- **GIVEN RECORDS**:
//! Course catalogue with prerequisite pathways.
//!
//! Courses are linked into chains rooted at immersive entry courses. The
//! [`pathway_graph`] module holds the pure rules that keep that shape valid;
//! [`services`] runs them against the SQLite store and records an audit trail.

pub mod auth;
pub mod config;
pub mod database;
pub mod errors;
pub mod pathway_graph;
pub mod services;
use std::collections::{HashMap, HashSet};
use std::fmt::Write;

use indexmap::{IndexMap, IndexSet};
use serde::{Deserialize, Serialize};

use super::{CourseNode, CourseType, PathwayEdge};

#[derive(Clone, Debug, PartialEq, Eq, Serialize, Deserialize)]
pub struct PathwayTree {
    pub course: CourseNode,
    /// Edge that led here, `None` for an immersive root
    pub pathway_id: Option<i32>,
    pub order: Option<i32>,
    pub depth: usize,
    pub children: Vec<PathwayTree>,
}

impl PathwayTree {
    /// Number of nodes in this subtree, including itself
    pub fn size(&self) -> usize {
        1 + self.children.iter().map(PathwayTree::size).sum::<usize>()
    }
}

/// Per-entry-point summary for the catalogue landing page
#[derive(Clone, Debug, PartialEq, Eq, Serialize, Deserialize)]
pub struct PathwayOverview {
    pub immersive: CourseNode,
    /// Distinct courses reachable from the entry point, the entry point included
    pub total_courses: usize,
    pub direct_next_steps: usize,
    /// Distinct non-immersive course types reachable, in discovery order
    pub course_types: Vec<CourseType>,
}

struct ForestIndex<'a> {
    courses: HashMap<i32, &'a CourseNode>,
    by_prerequisite: IndexMap<i32, Vec<&'a PathwayEdge>>,
}

impl<'a> ForestIndex<'a> {
    fn new(courses: &'a [CourseNode], edges: &'a [PathwayEdge]) -> Self {
        let mut by_prerequisite: IndexMap<i32, Vec<&PathwayEdge>> = IndexMap::new();
        for edge in edges {
            by_prerequisite
                .entry(edge.prerequisite_course_id)
                .or_default()
                .push(edge);
        }
        // Stable sort keeps insertion order among equal orders
        for siblings in by_prerequisite.values_mut() {
            siblings.sort_by_key(|edge| edge.order);
        }

        Self {
            courses: courses.iter().map(|course| (course.id, course)).collect(),
            by_prerequisite,
        }
    }

    fn children(&self, course_id: i32) -> &[&'a PathwayEdge] {
        self.by_prerequisite
            .get(&course_id)
            .map(Vec::as_slice)
            .unwrap_or(&[])
    }

    fn expand(
        &self,
        course: &CourseNode,
        via: Option<&PathwayEdge>,
        depth: usize,
        on_path: &mut HashSet<i32>,
    ) -> Option<PathwayTree> {
        if !on_path.insert(course.id) {
            return None;
        }

        let mut children = Vec::new();
        for edge in self.children(course.id) {
            let Some(child) = self.courses.get(&edge.next_course_id) else {
                continue;
            };
            if let Some(subtree) = self.expand(child, Some(*edge), depth + 1, on_path) {
                children.push(subtree);
            }
        }

        on_path.remove(&course.id);

        Some(PathwayTree {
            course: course.clone(),
            pathway_id: via.map(|edge| edge.id),
            order: via.map(|edge| edge.order),
            depth,
            children,
        })
    }
}

/// Build the display forest: one tree per immersive course, children ordered
/// by ascending `order`. A course already on the current descent path is
/// pruned, so stored cycles cannot recurse forever.
pub fn build_forest(courses: &[CourseNode], edges: &[PathwayEdge]) -> Vec<PathwayTree> {
    let index = ForestIndex::new(courses, edges);

    courses
        .iter()
        .filter(|course| course.is_immersive())
        .filter_map(|root| index.expand(root, None, 0, &mut HashSet::new()))
        .collect()
}

pub fn overview(courses: &[CourseNode], edges: &[PathwayEdge]) -> Vec<PathwayOverview> {
    let index = ForestIndex::new(courses, edges);

    courses
        .iter()
        .filter(|course| course.is_immersive())
        .map(|root| {
            let mut visited = HashSet::new();
            let mut course_types = IndexSet::new();
            let mut stack = vec![root.id];

            while let Some(course_id) = stack.pop() {
                if !visited.insert(course_id) {
                    continue;
                }
                if let Some(course) = index.courses.get(&course_id) {
                    if !course.is_immersive() {
                        course_types.insert(course.course_type);
                    }
                }
                for edge in index.children(course_id).iter().rev() {
                    stack.push(edge.next_course_id);
                }
            }

            PathwayOverview {
                immersive: root.clone(),
                total_courses: visited.len(),
                direct_next_steps: index.children(root.id).len(),
                course_types: course_types.into_iter().collect(),
            }
        })
        .collect()
}

/// Indented text rendering with sibling order numbers
pub fn render_forest(forest: &[PathwayTree]) -> String {
    fn render(tree: &PathwayTree, out: &mut String) {
        let indent = "  ".repeat(tree.depth);
        let code = tree.course.code.as_deref().unwrap_or("-");
        let _ = match tree.order {
            Some(order) => writeln!(
                out,
                "{}{}. {} [{}] ({})",
                indent, order, tree.course.name, code, tree.course.course_type
            ),
            None => writeln!(
                out,
                "{}{} [{}] ({})",
                indent, tree.course.name, code, tree.course.course_type
            ),
        };
        for child in &tree.children {
            render(child, out);
        }
    }

    let mut out = String::new();
    for tree in forest {
        render(tree, &mut out);
    }
    out
}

- **PROBLEM TO SOLVE**: Line by line, transcribe the material exactly.

- **SOLUTION TO THIS PROBLEM**:
//! Course catalogue with prerequisite pathways.
//!
//! Courses are linked into chains rooted at immersive entry courses. The
//! [`pathway_graph`] module holds the pure rules that keep that shape valid;
//! [`services`] runs them against the SQLite store and records an audit trail.

pub mod auth;
pub mod config;
pub mod database;
pub mod errors;
pub mod pathway_graph;
pub mod services;
use std::collections::{HashMap, HashSet};
use std::fmt::Write;

use indexmap::{IndexMap, IndexSet};
use serde::{Deserialize, Serialize};

use super::{CourseNode, CourseType, PathwayEdge};

#[derive(Clone, Debug, PartialEq, Eq, Serialize, Deserialize)]
pub struct PathwayTree {
    pub course: CourseNode,
    /// Edge that led here, `None` for an immersive root
    pub pathway_id: Option<i32>,
    pub order: Option<i32>,
    pub depth: usize,
    pub children: Vec<PathwayTree>,
}

impl PathwayTree {
    /// Number of nodes in this subtree, including itself
    pub fn size(&self) -> usize {
        1 + self.children.iter().map(PathwayTree::size).sum::<usize>()
    }
}

/// Per-entry-point summary for the catalogue landing page
#[derive(Clone, Debug, PartialEq, Eq, Serialize, Deserialize)]
pub struct PathwayOverview {
    pub immersive: CourseNode,
    /// Distinct courses reachable from the entry point, the entry point included
    pub total_courses: usize,
    pub direct_next_steps: usize,
    /// Distinct non-immersive course types reachable, in discovery order
    pub course_types: Vec<CourseType>,
}

struct ForestIndex<'a> {
    courses: HashMap<i32, &'a CourseNode>,
    by_prerequisite: IndexMap<i32, Vec<&'a PathwayEdge>>,
}

impl<'a> ForestIndex<'a> {
    fn new(courses: &'a [CourseNode], edges: &'a [PathwayEdge]) -> Self {
        let mut by_prerequisite: IndexMap<i32, Vec<&PathwayEdge>> = IndexMap::new();
        for edge in edges {
            by_prerequisite
                .entry(edge.prerequisite_course_id)
                .or_default()
                .push(edge);
        }
        // Stable sort keeps insertion order among equal orders
        for siblings in by_prerequisite.values_mut() {
            siblings.sort_by_key(|edge| edge.order);
        }

        Self {
            courses: courses.iter().map(|course| (course.id, course)).collect(),
            by_prerequisite,
        }
    }

    fn children(&self, course_id: i32) -> &[&'a PathwayEdge] {
        self.by_prerequisite
            .get(&course_id)
            .map(Vec::as_slice)
            .unwrap_or(&[])
    }

    fn expand(
        &self,
        course: &CourseNode,
        via: Option<&PathwayEdge>,
        depth: usize,
        on_path: &mut HashSet<i32>,
    ) -> Option<PathwayTree> {
        if !on_path.insert(course.id) {
            return None;
        }

        let mut children = Vec::new();
        for edge in self.children(course.id) {
            let Some(child) = self.courses.get(&edge.next_course_id) else {
                continue;
            };
            if let Some(subtree) = self.expand(child, Some(*edge), depth + 1, on_path) {
                children.push(subtree);
            }
        }

        on_path.remove(&course.id);

        Some(PathwayTree {
            course: course.clone(),
            pathway_id: via.map(|edge| edge.id),
            order: via.map(|edge| edge.order),
            depth,
            children,
        })
    }
}

/// Build the display forest: one tree per immersive course, children ordered
/// by ascending `order`. A course already on the current descent path is
/// pruned, so stored cycles cannot recurse forever.
pub fn build_forest(courses: &[CourseNode], edges: &[PathwayEdge]) -> Vec<PathwayTree> {
    let index = ForestIndex::new(courses, edges);

    courses
        .iter()
        .filter(|course| course.is_immersive())
        .filter_map(|root| index.expand(root, None, 0, &mut HashSet::new()))
        .collect()
}

pub fn overview(courses: &[CourseNode], edges: &[PathwayEdge]) -> Vec<PathwayOverview> {
    let index = ForestIndex::new(courses, edges);

    courses
        .iter()
        .filter(|course| course.is_immersive())
        .map(|root| {
            let mut visited = HashSet::new();
            let mut course_types = IndexSet::new();
            let mut stack = vec![root.id];

            while let Some(course_id) = stack.pop() {
                if !visited.insert(course_id) {
                    continue;
                }
                if let Some(course) = index.courses.get(&course_id) {
                    if !course.is_immersive() {
                        course_types.insert(course.course_type);
                    }
                }
                for edge in index.children(course_id).iter().rev() {
                    stack.push(edge.next_course_id);
                }
            }

            PathwayOverview {
                immersive: root.clone(),
                total_courses: visited.len(),
                direct_next_steps: index.children(root.id).len(),
                course_types: course_types.into_iter().collect(),
            }
        })
        .collect()
}

/// Indented text rendering with sibling order numbers
pub fn render_forest(forest: &[PathwayTree]) -> String {
    fn render(tree: &PathwayTree, out: &mut String) {
        let indent = "  ".repeat(tree.depth);
        let code = tree.course.code.as_deref().unwrap_or("-");
        let _ = match tree.order {
            Some(order) => writeln!(
                out,
                "{}{}. {} [{}] ({})",
                indent, order, tree.course.name, code, tree.course.course_type
            ),
            None => writeln!(
                out,
                "{}{} [{}] ({})",
                indent, tree.course.name, code, tree.course.course_type
            ),
        };
        for child in &tree.children {
            render(child, out);
        }
    }

    let mut out = String::new();
    for tree in forest {
        render(tree, &mut out);
    }
    out
}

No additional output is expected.